Instcombine Creating Illegal Code? (in LLVM 7)

Hi all,

I was playing around with LLVM 7 and I discovered something that seems to me to be a bug – or at least something that I don’t understand.

Take the following valid simple program and run -instcombine on it

declare i8* @malloc(i64)

define void @caller() {
entry:
call void @callee()
ret void
}

define fastcc void @callee() {
entry:
%malloccall = call i8* @malloc(i64 9)
store i8 0, i8* %malloccall
ret void
}

It get’s transformed into the following invalid code after the optimization (now having an illegal store):

; ModuleID = ‘blarg.ll’
source_filename = “blarg.ll”

declare i8* @malloc(i64)

define void @caller() {
entry:
store i1 true, i1* undef, align 1
ret void
}

define fastcc void @callee() {
entry:
ret void
}

Anyone seen this before and/or could shed some light on this behavior.

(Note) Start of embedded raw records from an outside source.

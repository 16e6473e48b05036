//! String keys shared by the checker, the citation database and the
//! near-duplicate index.

use once_cell::sync::Lazy;
use regex::Regex;

static WHITESPACE_REGEX: Lazy<Regex> = Lazy::new(|| Regex::new(r"\s+").unwrap());

static NUMERIC_ORDINAL_REGEX: Lazy<Regex> =
    Lazy::new(|| Regex::new(r"(?i)\b\d+(st|nd|rd|th)\b").unwrap());

static WORD_ORDINAL_REGEX: Lazy<Regex> = Lazy::new(|| {
    Regex::new(
        r"(?i)\b(first|second|third|fourth|fifth|sixth|seventh|eighth|ninth|tenth|eleventh|twelfth|thirteenth|fourteenth|fifteenth|sixteenth|seventeenth|eighteenth|nineteenth|twentieth)\b",
    )
    .unwrap()
});

static DIGITS_REGEX: Lazy<Regex> = Lazy::new(|| Regex::new(r"\d+").unwrap());

static PAPER_KIND_REGEX: Lazy<Regex> =
    Lazy::new(|| Regex::new(r"\b(Long|Short|Research|Shared Task) Papers\b").unwrap());

/// Lower-cases a title and drops whitespace and `{}` braces.
///
/// Used as the join key between the working database and the citation
/// database, and for exact duplicate detection.
pub fn normalize_title(title: &str) -> String {
    title
        .to_lowercase()
        .chars()
        .filter(|c| !c.is_whitespace() && *c != '{' && *c != '}')
        .collect()
}

/// Venue signature for near-duplicate clustering.
///
/// Edition numbers and paper-track names vary between years of the same
/// venue, so they are replaced with placeholder tokens before comparison.
pub fn normalize_booktitle(title: &str) -> String {
    let unbraced: String = title.chars().filter(|c| *c != '{' && *c != '}').collect();
    let collapsed = collapse_whitespace(unbraced.trim());
    let ordinals = NUMERIC_ORDINAL_REGEX.replace_all(&collapsed, "<ORD>");
    let ordinals = WORD_ORDINAL_REGEX.replace_all(&ordinals, "<ORD>");
    let numbers = DIGITS_REGEX.replace_all(&ordinals, "<NUM>");
    PAPER_KIND_REGEX
        .replace_all(&numbers, "<KIND> Papers")
        .into_owned()
}

/// Rewrites `First Middle Last` authors into `Last, First Middle`.
///
/// Names that already contain a comma and single-word names are kept.
pub fn normalize_authors(field: &str) -> String {
    field
        .split(" and ")
        .map(|author| {
            if author.contains(',') {
                return author.to_string();
            }
            let parts: Vec<&str> = author.split_whitespace().collect();
            match parts.split_last() {
                Some((last, rest)) if !rest.is_empty() => {
                    format!("{}, {}", last, rest.join(" "))
                }
                _ => author.to_string(),
            }
        })
        .collect::<Vec<_>>()
        .join(" and ")
}

/// Replaces every run of whitespace (newlines included) with one space.
pub fn collapse_whitespace(value: &str) -> String {
    WHITESPACE_REGEX.replace_all(value, " ").into_owned()
}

I think the issue here is that callee is declared with the fastcc calling convention, but the call in caller doesn’t use fastcc. So InstCombine deleted the call and is emitting the store i1 true, i1* undef, align 1 to indicate to a different pass that this code is unreachable.

I see, that makes sense.

Would it be worthwhile checking that caller/callee’s match as part of the verifier or is there a reason that it simply emits undefined behavior?

In general, the callee of a “call” instruction is an arbitrary pointer, so the verifier can’t tell if the calling convention matches. And it would be very hard to write optimization passes if a call instruction could become invalid due to constant propagation.

There is a “lint” pass (lib/Analysis/Lint.cpp) which can detect suspicious constructs like this.